Sound Lounge: Karlheinz Company Suffrage 125 Celebration Concert

From Sound Lounge, 10:00 pm on 2 March 2019

In 2018 The Karlheinz Company celebrated Suffrage 125 with a concert of women's music, as part of the annual University of Auckland School of Music Festival. This celebration concert brought together School of Music students, staff, alumni and some very special guests to perform works by female composers from New Zealand and abroad.

Here's a run down of three of the six works:

Leonie Holmes - Dance of the Wintersmith

Leonie Holmes

Leonie Holmes Photo: Gareth Watkins / Lilburn Trust / Wallace Arts Trust

Wintersmith by Terry Pratchett

Dance of the Wintersmith draws inspiration from the book Wintersmith by Terry Pratchett.

Holmes, a Senior Lecturer in Composition and Theory, describes the story:

“A young girl training to be a witch is taken into the middle of a forest to witness a dark Morris Dance of otherworldly men. Losing herself in the dance, she ends up joining in, disrupting the natural balance of the seasons and causing a cascade of icy problems, which turn ever more deadly for mortals as the besotted Wintersmith searches the world for her.”

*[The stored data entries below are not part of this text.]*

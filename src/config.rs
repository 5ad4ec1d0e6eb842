use std::fs;
use std::path::{Path, PathBuf};
use std::time::Duration;

use anyhow::{bail, Context, Result};
use serde::{Deserialize, Serialize};
use tracing::{info, warn};

use crate::color;
use crate::menu::MenuColors;

/// Seed colors used when a menu has none yet.
pub const DEFAULT_PRIMARY: &str = "#FF9000";
pub const DEFAULT_SECONDARY: &str = "#FFFFFF";

/// Delay between the last picker change and the wheel redraw.
pub const DEFAULT_REDRAW_DEBOUNCE_MS: u64 = 16;

/// Logical side length of the picker canvas.
pub const CANVAS_SIZE: f64 = 280.0;

#[derive(Debug, Clone, PartialEq, Serialize, Deserialize)]
#[serde(default)]
pub struct AppConfig {
    pub default_primary: String,
    pub default_secondary: String,
    pub redraw_debounce_ms: u64,
}

impl Default for AppConfig {
    fn default() -> Self {
        Self {
            default_primary: DEFAULT_PRIMARY.to_string(),
            default_secondary: DEFAULT_SECONDARY.to_string(),
            redraw_debounce_ms: DEFAULT_REDRAW_DEBOUNCE_MS,
        }
    }
}

impl AppConfig {
    pub fn default_colors(&self) -> MenuColors {
        MenuColors::new(&self.default_primary, &self.default_secondary).with_fallback(
            &MenuColors::new(DEFAULT_PRIMARY, DEFAULT_SECONDARY),
        )
    }

    pub fn redraw_debounce(&self) -> Duration {
        Duration::from_millis(self.redraw_debounce_ms)
    }

    /// Set a config value from its command-line key.
    pub fn set(&mut self, key: &str, value: &str) -> Result<()> {
        match key {
            "default-primary" => self.default_primary = color::format_hex(value),
            "default-secondary" => self.default_secondary = color::format_hex(value),
            "redraw-debounce-ms" => {
                self.redraw_debounce_ms = value
                    .trim()
                    .parse()
                    .with_context(|| format!("Invalid number '{}'", value))?;
            }
            _ => bail!(
                "Unknown key '{}' (expected {})",
                key,
                "default-primary, default-secondary or redraw-debounce-ms"
            ),
        }
        Ok(())
    }
}

/// Base directory: ~/.config/menu-colors/
pub fn base_dir() -> PathBuf {
    dirs::config_dir()
        .unwrap_or_else(|| PathBuf::from("."))
        .join("menu-colors")
}

pub fn config_path() -> PathBuf {
    base_dir().join("config.json")
}

pub fn draft_path() -> PathBuf {
    base_dir().join("menu.json")
}

pub fn log_path() -> PathBuf {
    base_dir().join("menu-colors.log")
}

pub fn load_config() -> AppConfig {
    load_config_from(&config_path())
}

/// Load config, falling back to defaults when the file is missing or broken.
pub fn load_config_from(path: &Path) -> AppConfig {
    if !path.exists() {
        return AppConfig::default();
    }
    match fs::read_to_string(path)
        .map_err(anyhow::Error::from)
        .and_then(|s| serde_json::from_str(&s).map_err(anyhow::Error::from))
    {
        Ok(config) => config,
        Err(e) => {
            warn!(path = %path.display(), error = %e, "ignoring unreadable config");
            AppConfig::default()
        }
    }
}

pub fn save_config(config: &AppConfig) -> Result<()> {
    save_config_to(config, &config_path())
}

pub fn save_config_to(config: &AppConfig, path: &Path) -> Result<()> {
    if let Some(parent) = path.parent() {
        fs::create_dir_all(parent)
            .with_context(|| format!("Failed to create {}", parent.display()))?;
    }
    let json = serde_json::to_string_pretty(config)?;
    fs::write(path, json).with_context(|| format!("Failed to write {}", path.display()))?;
    info!(path = %path.display(), "saved config");
    Ok(())
}

#[cfg(test)]
mod tests {
    use super::*;

    fn temp_path(name: &str) -> PathBuf {
        std::env::temp_dir()
            .join(format!("menu-colors-config-{}", std::process::id()))
            .join(name)
    }

    #[test]
    fn defaults() {
        let config = AppConfig::default();
        assert_eq!(config.default_colors(), MenuColors::new("#FF9000", "#FFFFFF"));
        assert_eq!(config.redraw_debounce(), Duration::from_millis(16));
    }

    #[test]
    fn partial_file_fills_defaults() {
        let config: AppConfig =
            serde_json::from_str(r##"{"default_primary":"#d4d4d4"}"##).unwrap();
        assert_eq!(config.default_primary, "#d4d4d4");
        assert_eq!(config.default_secondary, DEFAULT_SECONDARY);
        assert_eq!(config.redraw_debounce_ms, DEFAULT_REDRAW_DEBOUNCE_MS);
    }

    #[test]
    fn invalid_default_color_falls_back() {
        let config = AppConfig {
            default_primary: "oops".into(),
            ..AppConfig::default()
        };
        assert_eq!(config.default_colors().primary, DEFAULT_PRIMARY);
    }

    #[test]
    fn set_keys() {
        let mut config = AppConfig::default();
        config.set("default-primary", "ff6b35").unwrap();
        assert_eq!(config.default_primary, "#ff6b35");
        config.set("redraw-debounce-ms", "40").unwrap();
        assert_eq!(config.redraw_debounce_ms, 40);
        assert!(config.set("redraw-debounce-ms", "soon").is_err());
        assert!(config.set("font", "serif").is_err());
    }

    #[test]
    fn corrupt_file_loads_defaults() {
        let path = temp_path("corrupt.json");
        fs::create_dir_all(path.parent().unwrap()).unwrap();
        fs::write(&path, "{ not json").unwrap();
        assert_eq!(load_config_from(&path), AppConfig::default());
        let _ = fs::remove_file(&path);
    }

    #[test]
    fn save_and_load() {
        let path = temp_path("config.json");
        let mut config = AppConfig::default();
        config.redraw_debounce_ms = 25;
        save_config_to(&config, &path).unwrap();
        assert_eq!(load_config_from(&path), config);
        let _ = fs::remove_file(&path);
    }
}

She goes on to comment: “As in all Pratchett’s books, the tale is fantastical and very funny, whilst still containing some pertinent messages on the follies of humankind.”

The work was written especially for Andrew Beer and Sarah Watkins and was a finalist in the 2018 Sounz Contemporary Award.
 

Louise Webster - Cries of Kathmandu

Louise Webster

Louise Webster Photo: Supplied

Already a paediatrician, at the time of this concert Louise Webster was also completing another doctorate (DMus in Composition) at the Auckland School of Music .

In her poetic programme notes for Cries of Kathmandu Webster writes:

“Kathmandu, city of the Gods; mountains, running water, shrines, and animals; the intense quick-green of grasses rising to meet the monsoon rain; people working, singing, worshipping a multitude of Gods and Goddesses. A city of bustle, noise, filth, beggars, tourists, holy men, mountain-struck climbers and shop-keepers; where the dead are cremated on the banks of the Bagmati River, butter lamps burn at Swayambhunath, and the sounds of chanting and turning prayer wheels fill the air.”

Asan,Kathmandu

Asan,Kathmandu Photo: Saurav Ratna Tuladhar Sauravrt CC2.0

Cries of Kathmandu was originally commissioned for a performance by the Song Company of Australia and the New Zealand String Quartet at the 2015 Adam Chamber Music Festival. Here's a performance from that Festival.

Kaija Saariaho - Prelude for Piano

In the early 70s, Kaija Saariaho was the only woman in her composition class at the Paarvo Academy in Helsinki and she was confronted with the realities of life as a female composer. There were some teachers who refused to teach her, claiming it was a waste of time. "You're a pretty girl. What are you doing here?" Saariaho remembers one of them saying.

Her Prelude for Piano is one of only three works she has written for solo piano. It’s a study of scintillating high register tintinnabulations and virtuoso passagework unfolding over an obsessively repetitive two-note utterance.